About this exercise
Word for word, print all of the lines below.

Record set
------------------------------------
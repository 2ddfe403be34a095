//! Centralized shutdown management

use std::sync::Arc;
use std::time::Duration;

use tokio::sync::{Mutex, watch};
use tokio::task::JoinHandle;

use super::constants::SHUTDOWN_TIMEOUT_SECS;
use crate::data::SqliteService;

/// Coordinates graceful shutdown of the server and its background tasks
#[derive(Clone)]
pub struct ShutdownService {
    tx: Arc<watch::Sender<bool>>,
    rx: watch::Receiver<bool>,
    handles: Arc<Mutex<Vec<JoinHandle<()>>>>,
    database: Arc<SqliteService>,
}

impl ShutdownService {
    pub fn new(database: Arc<SqliteService>) -> Self {
        let (tx, rx) = watch::channel(false);
        Self {
            tx: Arc::new(tx),
            rx,
            handles: Arc::new(Mutex::new(Vec::new())),
            database,
        }
    }

    /// Register a background task handle to be awaited during shutdown
    pub async fn register(&self, handle: JoinHandle<()>) {
        self.handles.lock().await.push(handle);
    }

    pub fn subscribe(&self) -> watch::Receiver<bool> {
        self.rx.clone()
    }

    pub fn trigger(&self) {
        let _ = self.tx.send(true);
    }

    pub fn is_triggered(&self) -> bool {
        *self.rx.borrow()
    }

    /// Trigger shutdown, wait for registered tasks, then checkpoint and close
    /// the database. Tasks finish first so no write races the close.
    pub async fn shutdown(&self) {
        tracing::debug!("Initiating graceful shutdown...");
        self.trigger();

        let handles = std::mem::take(&mut *self.handles.lock().await);
        tracing::debug!(
            count = handles.len(),
            "Waiting for background tasks to finish..."
        );

        let timeout = Duration::from_secs(SHUTDOWN_TIMEOUT_SECS);
        if tokio::time::timeout(timeout, futures::future::join_all(handles))
            .await
            .is_err()
        {
            tracing::warn!(
                timeout_secs = timeout.as_secs(),
                "Timeout waiting for background tasks"
            );
        }

        if let Err(e) = self.database.checkpoint().await {
            tracing::warn!(error = %e, "SQLite checkpoint failed");
        }
        self.database.close().await;

        tracing::debug!("Shutdown complete");
    }

    /// Owned future resolving once shutdown is triggered (for axum graceful shutdown)
    pub fn wait(&self) -> impl std::future::Future<Output = ()> + Send + 'static {
        let mut rx = self.rx.clone();
        async move {
            let _ = rx.wait_for(|&v| v).await;
        }
    }

    /// Install OS signal handlers and auto-trigger on Ctrl+C/SIGTERM
    pub fn install_signal_handlers(&self) {
        let service = self.clone();
        tokio::spawn(async move {
            let ctrl_c = async {
                if let Err(e) = tokio::signal::ctrl_c().await {
                    tracing::error!(error = %e, "Failed to listen for Ctrl+C");
                    std::future::pending::<()>().await;
                }
            };

            #[cfg(unix)]
            let terminate = async {
                match tokio::signal::unix::signal(tokio::signal::unix::SignalKind::terminate()) {
                    Ok(mut signal) => {
                        signal.recv().await;
                    }
                    Err(e) => {
                        tracing::error!(error = %e, "Failed to install SIGTERM handler");
                        std::future::pending::<()>().await;
                    }
                }
            };

            #[cfg(not(unix))]
            let terminate = std::future::pending::<()>();

            tokio::select! {
                _ = ctrl_c => tracing::debug!("Received Ctrl+C, shutting down"),
                _ = terminate => tracing::debug!("Received SIGTERM, shutting down"),
            }

            service.trigger();
        });
    }
}

#[cfg(test)]
mod tests {
    use super::*;

    async fn make_shutdown() -> ShutdownService {
        let db = SqliteService::in_memory().await.unwrap();
        ShutdownService::new(Arc::new(db))
    }

    #[tokio::test]
    async fn test_shutdown_not_triggered_initially() {
        let shutdown = make_shutdown().await;
        assert!(!shutdown.is_triggered());
    }

    #[tokio::test]
    async fn test_shutdown_wait_returns_after_trigger() {
        let shutdown = make_shutdown().await;
        let handle = tokio::spawn(shutdown.wait());

        tokio::task::yield_now().await;
        shutdown.trigger();

        tokio::time::timeout(Duration::from_millis(100), handle)
            .await
            .unwrap()
            .unwrap();
    }

    #[tokio::test]
    async fn test_shutdown_awaits_registered_tasks() {
        let shutdown = make_shutdown().await;
        let mut rx = shutdown.subscribe();
        let (done_tx, done_rx) = tokio::sync::oneshot::channel();

        shutdown
            .register(tokio::spawn(async move {
                let _ = rx.wait_for(|&v| v).await;
                let _ = done_tx.send(());
            }))
            .await;

        shutdown.shutdown().await;
        assert!(shutdown.is_triggered());
        done_rx.await.unwrap();
    }
}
------------------------------------
Response area
repository 2ddfe403be34a095
//! Centralized shutdown management

use std::sync::Arc;
use std::time::Duration;

use tokio::sync::{Mutex, watch};
use tokio::task::JoinHandle;

use super::constants::SHUTDOWN_TIMEOUT_SECS;
use crate::data::SqliteService;

/// Coordinates graceful shutdown of the server and its background tasks
#[derive(Clone)]
pub struct ShutdownService {
    tx: Arc<watch::Sender<bool>>,
    rx: watch::Receiver<bool>,
    handles: Arc<Mutex<Vec<JoinHandle<()>>>>,
    database: Arc<SqliteService>,
}

impl ShutdownService {
    pub fn new(database: Arc<SqliteService>) -> Self {
        let (tx, rx) = watch::channel(false);
        Self {
            tx: Arc::new(tx),
            rx,
            handles: Arc::new(Mutex::new(Vec::new())),
            database,
        }
    }

    /// Register a background task handle to be awaited during shutdown
    pub async fn register(&self, handle: JoinHandle<()>) {
        self.handles.lock().await.push(handle);
    }

    pub fn subscribe(&self) -> watch::Receiver<bool> {
        self.rx.clone()
    }

    pub fn trigger(&self) {
        let _ = self.tx.send(true);
    }

    pub fn is_triggered(&self) -> bool {
        *self.rx.borrow()
    }

    /// Trigger shutdown, wait for registered tasks, then checkpoint and close
    /// the database. Tasks finish first so no write races the close.
    pub async fn shutdown(&self) {
        tracing::debug!("Initiating graceful shutdown...");
        self.trigger();

        let handles = std::mem::take(&mut *self.handles.lock().await);
        tracing::debug!(
            count = handles.len(),
            "Waiting for background tasks to finish..."
        );

        let timeout = Duration::from_secs(SHUTDOWN_TIMEOUT_SECS);
        if tokio::time::timeout(timeout, futures::future::join_all(handles))
            .await
            .is_err()
        {
            tracing::warn!(
                timeout_secs = timeout.as_secs(),
                "Timeout waiting for background tasks"
            );
        }

        if let Err(e) = self.database.checkpoint().await {
            tracing::warn!(error = %e, "SQLite checkpoint failed");
        }
        self.database.close().await;

        tracing::debug!("Shutdown complete");
    }

    /// Owned future resolving once shutdown is triggered (for axum graceful shutdown)
    pub fn wait(&self) -> impl std::future::Future<Output = ()> + Send + 'static {
        let mut rx = self.rx.clone();
        async move {
            let _ = rx.wait_for(|&v| v).await;
        }
    }

    /// Install OS signal handlers and auto-trigger on Ctrl+C/SIGTERM
    pub fn install_signal_handlers(&self) {
        let service = self.clone();
        tokio::spawn(async move {
            let ctrl_c = async {
                if let Err(e) = tokio::signal::ctrl_c().await {
                    tracing::error!(error = %e, "Failed to listen for Ctrl+C");
                    std::future::pending::<()>().await;
                }
            };

            #[cfg(unix)]
            let terminate = async {
                match tokio::signal::unix::signal(tokio::signal::unix::SignalKind::terminate()) {
                    Ok(mut signal) => {
                        signal.recv().await;
                    }
                    Err(e) => {
                        tracing::error!(error = %e, "Failed to install SIGTERM handler");
                        std::future::pending::<()>().await;
                    }
                }
            };

            #[cfg(not(unix))]
            let terminate = std::future::pending::<()>();

            tokio::select! {
                _ = ctrl_c => tracing::debug!("Received Ctrl+C, shutting down"),
                _ = terminate => tracing::debug!("Received SIGTERM, shutting down"),
            }

            service.trigger();
        });
    }
}

#[cfg(test)]
mod tests {
    use super::*;

    async fn make_shutdown() -> ShutdownService {
        let db = SqliteService::in_memory().await.unwrap();
        ShutdownService::new(Arc::new(db))
    }

    #[tokio::test]
    async fn test_shutdown_not_triggered_initially() {
        let shutdown = make_shutdown().await;
        assert!(!shutdown.is_triggered());
    }

    #[tokio::test]
    async fn test_shutdown_wait_returns_after_trigger() {
        let shutdown = make_shutdown().await;
        let handle = tokio::spawn(shutdown.wait());

        tokio::task::yield_now().await;
        shutdown.trigger();

        tokio::time::timeout(Duration::from_millis(100), handle)
            .await
            .unwrap()
            .unwrap();
    }

    #[tokio::test]
    async fn test_shutdown_awaits_registered_tasks() {
        let shutdown = make_shutdown().await;
        let mut rx = shutdown.subscribe();
        let (done_tx, done_rx) = tokio::sync::oneshot::channel();

        shutdown
            .register(tokio::spawn(async move {
                let _ = rx.wait_for(|&v| v).await;
                let _ = done_tx.send(());
            }))
            .await;

        shutdown.shutdown().await;
        assert!(shutdown.is_triggered());
        done_rx.await.unwrap();
    }
}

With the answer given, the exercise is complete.